◆ Work request ◆
An exact reproduction of all the entries is what the answer must contain.

◆ Entries shown ◆
########################################

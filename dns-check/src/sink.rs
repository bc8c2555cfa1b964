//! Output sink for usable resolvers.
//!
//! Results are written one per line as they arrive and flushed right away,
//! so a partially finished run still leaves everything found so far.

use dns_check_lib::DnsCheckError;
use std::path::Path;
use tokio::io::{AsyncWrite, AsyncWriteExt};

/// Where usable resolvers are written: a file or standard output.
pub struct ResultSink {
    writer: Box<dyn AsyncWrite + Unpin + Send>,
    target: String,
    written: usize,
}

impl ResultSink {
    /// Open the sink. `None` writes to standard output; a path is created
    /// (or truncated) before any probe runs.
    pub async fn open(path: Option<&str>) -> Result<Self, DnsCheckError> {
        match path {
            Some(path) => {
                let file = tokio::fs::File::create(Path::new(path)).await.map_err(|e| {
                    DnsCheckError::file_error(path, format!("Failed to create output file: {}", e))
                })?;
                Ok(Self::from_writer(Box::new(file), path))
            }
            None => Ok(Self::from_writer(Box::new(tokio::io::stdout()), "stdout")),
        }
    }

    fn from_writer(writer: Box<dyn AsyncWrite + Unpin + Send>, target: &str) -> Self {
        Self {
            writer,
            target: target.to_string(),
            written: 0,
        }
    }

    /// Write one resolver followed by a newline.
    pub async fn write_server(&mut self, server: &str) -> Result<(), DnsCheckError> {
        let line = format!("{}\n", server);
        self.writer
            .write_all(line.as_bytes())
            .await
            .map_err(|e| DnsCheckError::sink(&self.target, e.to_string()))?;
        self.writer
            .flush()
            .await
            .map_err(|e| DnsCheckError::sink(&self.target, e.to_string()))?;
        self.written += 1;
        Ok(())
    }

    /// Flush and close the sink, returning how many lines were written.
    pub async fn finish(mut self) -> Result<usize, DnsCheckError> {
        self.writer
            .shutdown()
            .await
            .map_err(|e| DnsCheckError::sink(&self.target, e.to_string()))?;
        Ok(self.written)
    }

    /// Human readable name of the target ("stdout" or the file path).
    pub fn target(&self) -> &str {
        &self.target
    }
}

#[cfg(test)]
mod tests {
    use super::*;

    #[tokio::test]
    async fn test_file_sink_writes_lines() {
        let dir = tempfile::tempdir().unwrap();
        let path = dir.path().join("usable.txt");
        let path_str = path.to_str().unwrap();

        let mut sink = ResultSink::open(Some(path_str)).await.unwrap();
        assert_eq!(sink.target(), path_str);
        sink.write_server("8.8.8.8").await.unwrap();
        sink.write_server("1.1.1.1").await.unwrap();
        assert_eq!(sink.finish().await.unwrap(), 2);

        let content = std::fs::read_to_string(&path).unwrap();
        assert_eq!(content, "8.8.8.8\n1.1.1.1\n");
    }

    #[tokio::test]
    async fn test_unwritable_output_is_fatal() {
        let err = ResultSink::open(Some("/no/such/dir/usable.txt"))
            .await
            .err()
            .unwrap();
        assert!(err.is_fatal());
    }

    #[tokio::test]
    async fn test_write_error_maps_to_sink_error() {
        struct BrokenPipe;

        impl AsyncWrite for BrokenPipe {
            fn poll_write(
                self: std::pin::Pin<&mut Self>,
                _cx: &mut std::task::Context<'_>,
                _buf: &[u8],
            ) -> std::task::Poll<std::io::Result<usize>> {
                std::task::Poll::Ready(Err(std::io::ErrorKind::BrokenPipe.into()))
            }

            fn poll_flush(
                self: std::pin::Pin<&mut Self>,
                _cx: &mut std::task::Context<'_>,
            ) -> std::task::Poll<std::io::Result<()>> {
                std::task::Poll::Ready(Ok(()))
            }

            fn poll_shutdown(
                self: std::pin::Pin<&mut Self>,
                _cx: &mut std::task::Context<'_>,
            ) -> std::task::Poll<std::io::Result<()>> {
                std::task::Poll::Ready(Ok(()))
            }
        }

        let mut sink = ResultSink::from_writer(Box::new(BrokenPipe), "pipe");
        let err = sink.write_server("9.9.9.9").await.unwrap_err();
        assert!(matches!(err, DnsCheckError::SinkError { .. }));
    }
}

########################################

◆ Exercise result ◆
filename dns-check/src/sink.rs
repository bc8c2555cfa1b964
//! Output sink for usable resolvers.
//!
//! Results are written one per line as they arrive and flushed right away,
//! so a partially finished run still leaves everything found so far.

use dns_check_lib::DnsCheckError;
use std::path::Path;
use tokio::io::{AsyncWrite, AsyncWriteExt};

/// Where usable resolvers are written: a file or standard output.
pub struct ResultSink {
    writer: Box<dyn AsyncWrite + Unpin + Send>,
    target: String,
    written: usize,
}

impl ResultSink {
    /// Open the sink. `None` writes to standard output; a path is created
    /// (or truncated) before any probe runs.
    pub async fn open(path: Option<&str>) -> Result<Self, DnsCheckError> {
        match path {
            Some(path) => {
                let file = tokio::fs::File::create(Path::new(path)).await.map_err(|e| {
                    DnsCheckError::file_error(path, format!("Failed to create output file: {}", e))
                })?;
                Ok(Self::from_writer(Box::new(file), path))
            }
            None => Ok(Self::from_writer(Box::new(tokio::io::stdout()), "stdout")),
        }
    }

    fn from_writer(writer: Box<dyn AsyncWrite + Unpin + Send>, target: &str) -> Self {
        Self {
            writer,
            target: target.to_string(),
            written: 0,
        }
    }

    /// Write one resolver followed by a newline.
    pub async fn write_server(&mut self, server: &str) -> Result<(), DnsCheckError> {
        let line = format!("{}\n", server);
        self.writer
            .write_all(line.as_bytes())
            .await
            .map_err(|e| DnsCheckError::sink(&self.target, e.to_string()))?;
        self.writer
            .flush()
            .await
            .map_err(|e| DnsCheckError::sink(&self.target, e.to_string()))?;
        self.written += 1;
        Ok(())
    }

    /// Flush and close the sink, returning how many lines were written.
    pub async fn finish(mut self) -> Result<usize, DnsCheckError> {
        self.writer
            .shutdown()
            .await
            .map_err(|e| DnsCheckError::sink(&self.target, e.to_string()))?;
        Ok(self.written)
    }

    /// Human readable name of the target ("stdout" or the file path).
    pub fn target(&self) -> &str {
        &self.target
    }
}

#[cfg(test)]
mod tests {
    use super::*;

    #[tokio::test]
    async fn test_file_sink_writes_lines() {
        let dir = tempfile::tempdir().unwrap();
        let path = dir.path().join("usable.txt");
        let path_str = path.to_str().unwrap();

        let mut sink = ResultSink::open(Some(path_str)).await.unwrap();
        assert_eq!(sink.target(), path_str);
        sink.write_server("8.8.8.8").await.unwrap();
        sink.write_server("1.1.1.1").await.unwrap();
        assert_eq!(sink.finish().await.unwrap(), 2);

        let content = std::fs::read_to_string(&path).unwrap();
        assert_eq!(content, "8.8.8.8\n1.1.1.1\n");
    }

    #[tokio::test]
    async fn test_unwritable_output_is_fatal() {
        let err = ResultSink::open(Some("/no/such/dir/usable.txt"))
            .await
            .err()
            .unwrap();
        assert!(err.is_fatal());
    }

    #[tokio::test]
    async fn test_write_error_maps_to_sink_error() {
        struct BrokenPipe;

        impl AsyncWrite for BrokenPipe {
            fn poll_write(
                self: std::pin::Pin<&mut Self>,
                _cx: &mut std::task::Context<'_>,
                _buf: &[u8],
            ) -> std::task::Poll<std::io::Result<usize>> {
                std::task::Poll::Ready(Err(std::io::ErrorKind::BrokenPipe.into()))
            }

            fn poll_flush(
                self: std::pin::Pin<&mut Self>,
                _cx: &mut std::task::Context<'_>,
            ) -> std::task::Poll<std::io::Result<()>> {
                std::task::Poll::Ready(Ok(()))
            }

            fn poll_shutdown(
                self: std::pin::Pin<&mut Self>,
                _cx: &mut std::task::Context<'_>,
            ) -> std::task::Poll<std::io::Result<()>> {
                std::task::Poll::Ready(Ok(()))
            }
        }

        let mut sink = ResultSink::from_writer(Box::new(BrokenPipe), "pipe");
        let err = sink.write_server("9.9.9.9").await.unwrap_err();
        assert!(matches!(err, DnsCheckError::SinkError { .. }));
    }
}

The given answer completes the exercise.